**Data to use:**
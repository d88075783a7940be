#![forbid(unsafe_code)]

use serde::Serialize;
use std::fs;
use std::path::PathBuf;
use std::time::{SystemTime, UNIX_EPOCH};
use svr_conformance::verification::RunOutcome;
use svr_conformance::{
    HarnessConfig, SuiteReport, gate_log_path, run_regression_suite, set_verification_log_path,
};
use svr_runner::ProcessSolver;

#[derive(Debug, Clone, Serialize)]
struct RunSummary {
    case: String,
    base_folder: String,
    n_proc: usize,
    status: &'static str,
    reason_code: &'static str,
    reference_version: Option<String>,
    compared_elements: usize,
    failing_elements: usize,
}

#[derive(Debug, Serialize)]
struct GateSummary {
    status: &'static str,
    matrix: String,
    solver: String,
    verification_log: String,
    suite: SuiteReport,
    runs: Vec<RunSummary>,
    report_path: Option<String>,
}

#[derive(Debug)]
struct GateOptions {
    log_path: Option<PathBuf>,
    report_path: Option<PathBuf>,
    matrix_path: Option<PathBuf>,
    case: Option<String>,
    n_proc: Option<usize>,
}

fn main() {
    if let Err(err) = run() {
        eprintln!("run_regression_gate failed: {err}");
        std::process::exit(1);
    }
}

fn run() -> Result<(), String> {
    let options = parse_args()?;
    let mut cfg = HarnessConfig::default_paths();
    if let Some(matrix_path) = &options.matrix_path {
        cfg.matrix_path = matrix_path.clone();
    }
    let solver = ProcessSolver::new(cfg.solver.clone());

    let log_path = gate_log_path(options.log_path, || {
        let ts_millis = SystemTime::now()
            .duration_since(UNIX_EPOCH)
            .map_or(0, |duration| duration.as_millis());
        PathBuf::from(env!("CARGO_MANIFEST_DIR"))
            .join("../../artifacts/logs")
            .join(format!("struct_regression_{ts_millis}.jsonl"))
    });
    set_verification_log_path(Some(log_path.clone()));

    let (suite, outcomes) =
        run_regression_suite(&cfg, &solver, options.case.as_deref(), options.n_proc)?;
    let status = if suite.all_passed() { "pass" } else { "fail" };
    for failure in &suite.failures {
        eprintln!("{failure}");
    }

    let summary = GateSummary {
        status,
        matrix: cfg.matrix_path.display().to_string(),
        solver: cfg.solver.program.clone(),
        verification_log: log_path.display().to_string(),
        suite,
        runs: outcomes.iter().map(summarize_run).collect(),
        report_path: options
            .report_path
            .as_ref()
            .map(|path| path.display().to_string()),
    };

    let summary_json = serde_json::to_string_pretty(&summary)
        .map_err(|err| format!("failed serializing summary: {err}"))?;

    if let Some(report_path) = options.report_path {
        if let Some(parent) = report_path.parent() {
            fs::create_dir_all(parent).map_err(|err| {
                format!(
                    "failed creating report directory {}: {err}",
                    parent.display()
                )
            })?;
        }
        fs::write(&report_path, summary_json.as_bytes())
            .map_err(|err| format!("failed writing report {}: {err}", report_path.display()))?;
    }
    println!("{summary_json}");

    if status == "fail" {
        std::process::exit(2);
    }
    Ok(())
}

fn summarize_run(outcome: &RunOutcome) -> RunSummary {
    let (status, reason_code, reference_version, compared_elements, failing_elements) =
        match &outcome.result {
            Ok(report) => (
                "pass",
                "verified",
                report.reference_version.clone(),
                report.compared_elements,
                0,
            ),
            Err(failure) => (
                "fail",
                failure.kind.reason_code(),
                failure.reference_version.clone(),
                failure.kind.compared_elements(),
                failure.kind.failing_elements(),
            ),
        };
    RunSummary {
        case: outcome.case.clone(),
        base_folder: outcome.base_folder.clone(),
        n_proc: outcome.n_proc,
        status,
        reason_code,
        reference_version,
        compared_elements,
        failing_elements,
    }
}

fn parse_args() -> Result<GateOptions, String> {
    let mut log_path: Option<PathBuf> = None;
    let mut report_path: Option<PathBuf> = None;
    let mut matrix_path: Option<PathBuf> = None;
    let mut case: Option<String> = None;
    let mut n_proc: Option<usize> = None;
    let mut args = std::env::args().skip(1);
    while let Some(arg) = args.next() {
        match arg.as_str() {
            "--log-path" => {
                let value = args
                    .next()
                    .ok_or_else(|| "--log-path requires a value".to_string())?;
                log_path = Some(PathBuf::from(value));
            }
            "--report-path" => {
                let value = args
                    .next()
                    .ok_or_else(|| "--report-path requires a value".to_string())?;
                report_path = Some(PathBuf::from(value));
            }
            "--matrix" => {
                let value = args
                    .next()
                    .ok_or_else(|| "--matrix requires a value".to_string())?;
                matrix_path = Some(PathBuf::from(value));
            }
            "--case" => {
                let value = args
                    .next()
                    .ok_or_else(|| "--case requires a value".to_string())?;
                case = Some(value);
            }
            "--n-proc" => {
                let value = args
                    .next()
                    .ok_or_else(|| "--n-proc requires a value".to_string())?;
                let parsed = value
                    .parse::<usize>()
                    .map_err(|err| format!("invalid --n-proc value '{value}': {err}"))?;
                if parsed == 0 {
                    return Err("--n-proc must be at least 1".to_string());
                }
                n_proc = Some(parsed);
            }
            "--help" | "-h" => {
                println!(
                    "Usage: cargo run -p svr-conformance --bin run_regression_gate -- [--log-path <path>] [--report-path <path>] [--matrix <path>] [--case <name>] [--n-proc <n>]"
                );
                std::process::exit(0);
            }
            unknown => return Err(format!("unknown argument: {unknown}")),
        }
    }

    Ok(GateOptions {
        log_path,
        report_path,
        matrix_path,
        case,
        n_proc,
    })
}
...
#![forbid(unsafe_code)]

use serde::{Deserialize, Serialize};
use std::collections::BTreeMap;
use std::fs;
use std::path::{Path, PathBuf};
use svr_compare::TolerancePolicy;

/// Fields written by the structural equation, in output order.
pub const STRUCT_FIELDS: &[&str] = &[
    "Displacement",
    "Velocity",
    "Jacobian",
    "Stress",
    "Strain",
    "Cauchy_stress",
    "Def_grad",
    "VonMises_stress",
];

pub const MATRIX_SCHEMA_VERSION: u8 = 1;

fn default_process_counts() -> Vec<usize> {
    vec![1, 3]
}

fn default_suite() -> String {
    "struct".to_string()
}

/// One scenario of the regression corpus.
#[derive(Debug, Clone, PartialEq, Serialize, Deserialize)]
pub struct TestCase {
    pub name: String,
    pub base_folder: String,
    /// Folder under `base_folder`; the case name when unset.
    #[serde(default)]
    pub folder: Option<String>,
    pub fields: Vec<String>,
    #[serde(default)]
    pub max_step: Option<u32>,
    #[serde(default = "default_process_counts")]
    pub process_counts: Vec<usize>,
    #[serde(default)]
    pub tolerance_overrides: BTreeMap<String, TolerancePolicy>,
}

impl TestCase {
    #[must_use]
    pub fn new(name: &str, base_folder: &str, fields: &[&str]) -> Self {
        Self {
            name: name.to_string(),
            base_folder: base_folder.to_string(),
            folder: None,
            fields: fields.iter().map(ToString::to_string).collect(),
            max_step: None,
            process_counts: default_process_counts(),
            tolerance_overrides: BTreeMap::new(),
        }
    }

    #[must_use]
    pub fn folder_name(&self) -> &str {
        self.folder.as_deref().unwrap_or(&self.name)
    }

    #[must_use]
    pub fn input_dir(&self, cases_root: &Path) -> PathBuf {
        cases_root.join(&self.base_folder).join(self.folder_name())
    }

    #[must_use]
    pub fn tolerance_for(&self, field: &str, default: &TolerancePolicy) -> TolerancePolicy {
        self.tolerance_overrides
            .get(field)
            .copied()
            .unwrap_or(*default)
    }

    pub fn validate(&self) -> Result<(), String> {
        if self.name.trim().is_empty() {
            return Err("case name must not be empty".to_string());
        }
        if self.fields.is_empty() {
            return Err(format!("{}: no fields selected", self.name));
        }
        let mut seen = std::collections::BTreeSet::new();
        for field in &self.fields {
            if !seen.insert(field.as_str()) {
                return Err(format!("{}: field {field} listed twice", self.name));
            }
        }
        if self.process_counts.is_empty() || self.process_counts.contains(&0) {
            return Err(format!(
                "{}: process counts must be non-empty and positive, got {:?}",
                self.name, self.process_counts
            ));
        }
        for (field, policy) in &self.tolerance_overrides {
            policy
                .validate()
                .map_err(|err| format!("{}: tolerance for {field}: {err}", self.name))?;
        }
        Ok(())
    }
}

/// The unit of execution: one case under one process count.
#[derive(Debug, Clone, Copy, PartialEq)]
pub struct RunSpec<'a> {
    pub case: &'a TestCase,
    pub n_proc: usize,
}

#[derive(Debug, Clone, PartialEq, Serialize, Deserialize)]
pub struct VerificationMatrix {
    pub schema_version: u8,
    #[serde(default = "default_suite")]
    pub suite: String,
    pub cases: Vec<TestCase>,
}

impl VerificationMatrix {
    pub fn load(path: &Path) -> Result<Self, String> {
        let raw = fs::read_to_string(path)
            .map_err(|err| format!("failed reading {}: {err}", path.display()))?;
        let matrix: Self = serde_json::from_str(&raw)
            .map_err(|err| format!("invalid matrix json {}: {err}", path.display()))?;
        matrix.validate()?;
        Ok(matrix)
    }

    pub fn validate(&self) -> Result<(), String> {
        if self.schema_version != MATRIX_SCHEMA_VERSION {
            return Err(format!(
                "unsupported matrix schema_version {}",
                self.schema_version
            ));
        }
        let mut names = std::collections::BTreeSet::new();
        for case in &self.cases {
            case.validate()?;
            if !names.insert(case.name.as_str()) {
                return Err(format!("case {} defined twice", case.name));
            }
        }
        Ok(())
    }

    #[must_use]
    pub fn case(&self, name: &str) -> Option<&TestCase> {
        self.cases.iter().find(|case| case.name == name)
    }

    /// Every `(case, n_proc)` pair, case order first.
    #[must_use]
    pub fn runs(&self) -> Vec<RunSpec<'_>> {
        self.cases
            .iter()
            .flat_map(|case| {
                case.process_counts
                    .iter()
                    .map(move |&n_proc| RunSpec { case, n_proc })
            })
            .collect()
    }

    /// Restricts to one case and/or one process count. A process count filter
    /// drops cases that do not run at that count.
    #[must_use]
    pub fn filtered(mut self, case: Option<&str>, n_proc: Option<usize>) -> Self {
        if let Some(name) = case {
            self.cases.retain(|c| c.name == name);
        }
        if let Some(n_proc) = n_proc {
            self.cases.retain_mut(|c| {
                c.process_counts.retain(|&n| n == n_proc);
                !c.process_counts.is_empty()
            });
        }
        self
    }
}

**Task:**
Calculate the number of lines above that include the word "SystemTime", giving that number by itself.

**Solution:**
2